The orcs of Akamo were both different from those of Fearmore and the Kalanothi orc-kin. “Orc” was an appellation given to a race which resembles Kalanothi orcs in stature and broad appearance, but was otherwise unrelated. Goblins and Hobgoblins existed close to the Kalanothi standard, and there was a third, larger group locally called bugbears which were significantly bigger than Kalanothi orcs, verging towards ogre-sized. All three groups locally were called goblinoids. “Kobold” was applied locally to a race of small reptiloids. The Akamo orcs proved too chaotic and rebellious and their enclaves were eventually exterminated. The goblinoids remain in small enclaves, but as genetically recessive to Kalanothi orc-kins and Akamo humans, it is only the semi-segregated state that preserves them as a distinct ethnicity. Akamo “kobolds” survive as a minority (as they cannot interbreed with the more prevalent mammalian races), but are now known as “Saraki” (their name for themselves in their own language).

The orcs of Temnis are different again, though in later years it has been discovered that this group is functionally identical to the genetic stock of the orcs of the Orc Fearcrushy from their homeworld Grotfang. The Temnis orcs also are divided into the four traditional analogous orc-kin groups – though in this case, “breeds” is more appropriate.
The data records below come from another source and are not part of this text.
//! Process-wide shared parameter store.
//!
//! The first [`acquire`] bootstraps a [`ParamClient`]; later calls share it
//! and bump a reference count. The client is torn down when the last
//! [`GlobalParams`] handle is released.

use crate::client::{ClientConfig, ParamClient};
use crate::error::ParamError;
use crate::store::ParamStore;
use crate::transport::Transport;
use log::{debug, warn};
use parking_lot::{const_mutex, Mutex};
use std::ops::Deref;
use std::sync::Arc;

/// Ceiling for the reference count; further acquisitions leave it unchanged.
pub const MAX_REFERENCES: u64 = 1 << 60;

struct GlobalState {
    client: Option<Arc<ParamClient>>,
    refcount: u64,
}

static GLOBAL: Mutex<GlobalState> = const_mutex(GlobalState {
    client: None,
    refcount: 0,
});

/// A counted reference to the process-wide store. Dropping it releases it.
pub struct GlobalParams {
    client: Arc<ParamClient>,
}

impl GlobalParams {
    pub fn store(&self) -> Arc<ParamStore> {
        self.client.store()
    }
}

impl Deref for GlobalParams {
    type Target = ParamStore;

    fn deref(&self) -> &ParamStore {
        &self.client
    }
}

impl Drop for GlobalParams {
    fn drop(&mut self) {
        release_client(&self.client);
    }
}

/// Returns the process-wide store, bootstrapping it with the default
/// [`ClientConfig`] if it does not exist yet.
pub fn acquire(transport: Arc<dyn Transport>, keep_updated: bool) -> Result<GlobalParams, ParamError> {
    acquire_with(transport, keep_updated, &ClientConfig::default())
}

/// Like [`acquire`], with an explicit client config. `transport`,
/// `keep_updated` and `config` only matter for the call that creates the
/// store.
pub fn acquire_with(
    transport: Arc<dyn Transport>,
    keep_updated: bool,
    config: &ClientConfig,
) -> Result<GlobalParams, ParamError> {
    let mut state = GLOBAL.lock();
    let client = match &state.client {
        Some(client) => Arc::clone(client),
        None => {
            debug!("creating process-wide param store");
            let client = Arc::new(ParamClient::from_server(transport, keep_updated, config)?);
            state.client = Some(Arc::clone(&client));
            client
        }
    };
    state.refcount = state.refcount.saturating_add(1).min(MAX_REFERENCES);
    Ok(GlobalParams { client })
}

/// Gives back a handle obtained from [`acquire`].
///
/// A handle whose store is no longer the process-wide one only logs a
/// warning; the reference count is left untouched.
pub fn release(params: GlobalParams) {
    drop(params);
}

/// Number of outstanding handles to the process-wide store.
pub fn reference_count() -> u64 {
    GLOBAL.lock().refcount
}

fn release_client(client: &Arc<ParamClient>) {
    let retired = {
        let mut state = GLOBAL.lock();
        let is_current = state
            .client
            .as_ref()
            .is_some_and(|current| Arc::ptr_eq(current, client));
        if !is_current {
            warn!("releasing a param store that is not the process-wide one");
            return;
        }
        if state.refcount == 0 {
            warn!("process-wide param store released more often than acquired");
            return;
        }
        state.refcount -= 1;
        if state.refcount == 0 {
            debug!("destroying process-wide param store");
            state.client.take()
        } else {
            None
        }
    };
    drop(retired);
}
The Temnis orcs are slightly larger, and tougher than Kalanothi orcs (and a little more bestial in appearance) but notably are intellectually inferior the human standard, with only an occasional mutant exception. This is not to say they are truly stupid, exactly, as they can have a certain cunning, but they have a brute-force approach to problem solving that does not gel well with the elite and organised, meticulous approach the Aotrs are famed for. So while they can be more easily corralled and controlled than the Akamo orcs were, they do not generally have the ability to function as part of the Aotrs proper, given their propensity for recklessness and inability to truly grasp complex concepts. The Orc Stormsoldiers retain a few regiments of the more promising recruits as shock-troopers, but otherwise the Temnis orcs are generally confined to their enclaves and left largely to their own devices. Interbreeding with Kalanothi orcs has not had significantly improved results, as neither genepool is dominant.

(It is worth noting in passing that High Shaman Gutrug of the Orc Fearcrushy managing to wield this version of orcs into a space-faring power of slightly-below galactic average technology level through sheer dint of effort over almost twice the length of time the Aotrs existed is an astounding achievement.)

Other Undead

Due to the nature of the Aotrs, there is a small fraction of the populace and thus the military arm that is nonLich Undead. The most common of these Undead are vampires, ghosts, wights and wraiths. Vampires are the most commonly seen serving among regular troops, followed by wights, where the incorporeal ghosts and wraiths tend to serve in support or specialist capacities (though by no means all).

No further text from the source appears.